Americans are often criticized for creating a culture of overconsumption and excessive waste. When overconsumption is brought up, it typically applies to the areas of food, consumer products and energy.
However, the overconsumption of mass media is often forgotten because instead of leaving behind physical waste, we waste our time. Because of the Internet, access to instant gratification has increased and holds people back.
The Internet has become a paradox in that so many people use it as a form of escape from their daily lives, yet so many people are also trapped by it.
Everyone has a routine, the few websites that are your sure guarantee for a good time, like that person you know you can call to help you with something you’ve decided to call homework.
You start out checking your email, and the next thing you know you’ve been Stumbling for three hours.
If work ethic was a tree in the IU Arboretum, instant gratification would be the storm that ripped that poor sap in half.
While you may have thought about how hard you are going to work on that term paper all day, once you sit down you’ve decided that starting a blog on Tumblr is just the thing your life needs.
And so, your virtual quest begins to find which template fits your personality best.
Although the distractions that exist in the Internet’s abyss are tough to handle, it also provides incredible information and connections.
If you want to learn how to play that triumphant piano riff in Europe’s “The Final Countdown,” there is a Youtube video for that.
You could even learn something by watching a video on KhanAcademy.org, or if you need money, you can go on Shopify.com and start selling paintings of your cat.
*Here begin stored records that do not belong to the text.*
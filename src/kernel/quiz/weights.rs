use serde::{Deserialize, Serialize};

use super::answers::*;
use crate::kernel::catalog::{BundleId, BUNDLE_COUNT};

/// (bundle id, points) pairs contributed by a single answer.
type Contribution = &'static [(u8, u32)];

fn experience(value: Experience) -> Contribution {
    match value {
        Experience::Beginner => &[(1, 25), (4, 15)],
        Experience::Intermediate => &[(2, 25), (6, 20), (1, 10)],
        Experience::Advanced => &[(5, 25), (3, 20), (7, 15)],
        Experience::Expert => &[(7, 25), (8, 20), (5, 10)],
    }
}

fn tech_field(value: TechField) -> Contribution {
    match value {
        TechField::CloudAi => &[(8, 25), (7, 15)],
        TechField::Frontend => &[(2, 20), (1, 15), (3, 10)],
        TechField::Backend => &[(5, 20), (7, 15), (4, 10)],
        TechField::Fullstack => &[(7, 18), (5, 15), (6, 12)],
    }
}

fn visual_style(value: VisualStyle) -> Contribution {
    match value {
        VisualStyle::Cyberpunk => &[(3, 30), (8, 20), (7, 10)],
        VisualStyle::Flashy => &[(2, 30), (5, 20), (3, 10)],
        VisualStyle::Subtle => &[(4, 30), (1, 20), (6, 10)],
        VisualStyle::Moderate => &[(6, 30), (4, 20), (2, 10)],
    }
}

fn project_scale(value: ProjectScale) -> Contribution {
    match value {
        ProjectScale::LargeEnterprise => &[(6, 15), (7, 12), (4, 8)],
        ProjectScale::MediumEnterprise => &[(4, 15), (6, 12), (5, 8)],
        ProjectScale::SmallTeam => &[(2, 15), (5, 12), (3, 8)],
        ProjectScale::Personal => &[(1, 15), (3, 12), (2, 8)],
    }
}

fn dev_style(value: DevStyle) -> Contribution {
    match value {
        DevStyle::Minimal => &[(1, 15), (4, 12), (2, 8)],
        DevStyle::Comprehensive => &[(6, 15), (7, 12), (5, 8)],
        DevStyle::Customizable => &[(3, 15), (8, 12), (5, 8)],
        DevStyle::Enterprise => &[(4, 15), (6, 12), (7, 8)],
    }
}

fn focus_area(value: FocusArea) -> Contribution {
    match value {
        FocusArea::CodingSpeed => &[(2, 15), (8, 12), (3, 8)],
        FocusArea::CodeQuality => &[(4, 15), (5, 12), (1, 8)],
        FocusArea::Debugging => &[(5, 15), (3, 12), (7, 8)],
        FocusArea::Integration => &[(6, 15), (7, 12), (8, 8)],
    }
}

/// Accumulated fallback scores, slot `i` belongs to bundle `i + 1`.
#[derive(Debug, Clone, Copy, Default, PartialEq, Eq, Serialize, Deserialize)]
pub struct BundleScores([u32; BUNDLE_COUNT]);

impl BundleScores {
    pub fn get(&self, bundle: BundleId) -> u32 {
        self.0[bundle.index()]
    }

    fn add(&mut self, contribution: Contribution) {
        for &(bundle, points) in contribution {
            self.0[bundle as usize - 1] += points;
        }
    }

    /// Highest score wins; bundle 1 is the baseline and later bundles only
    /// take over on a strictly greater score, so ties go to the lower id.
    pub fn best(&self) -> BundleId {
        let mut best = 0;
        let mut highest = self.0[0];
        for (index, &score) in self.0.iter().enumerate().skip(1) {
            if score > highest {
                highest = score;
                best = index;
            }
        }
        BundleId::from_index(best)
    }

    pub fn as_array(&self) -> [u32; BUNDLE_COUNT] {
        self.0
    }
}

/// Tier 3 on its own. Absent dimensions contribute nothing.
pub fn score(answers: &QuizAnswers) -> BundleScores {
    let mut scores = BundleScores::default();
    let contributions = [
        answers.experience.map(experience),
        answers.tech_field.map(tech_field),
        answers.visual_style.map(visual_style),
        answers.project_scale.map(project_scale),
        answers.dev_style.map(dev_style),
        answers.focus_area.map(focus_area),
    ];
    for contribution in contributions.into_iter().flatten() {
        scores.add(contribution);
    }
    scores
}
Any of these options would be better uses of time than what we normally choose.
Because of the Internet’s enormity, it seems like it should be impossible to waste a moment on it. But that just doesn’t sound enticing when we need to relax.
It just isn’t realistic to believe we can use the Internet to its full potential, but I’d still like to think that the Native Americans wouldn’t be as wasteful and would have used every part of the Internet.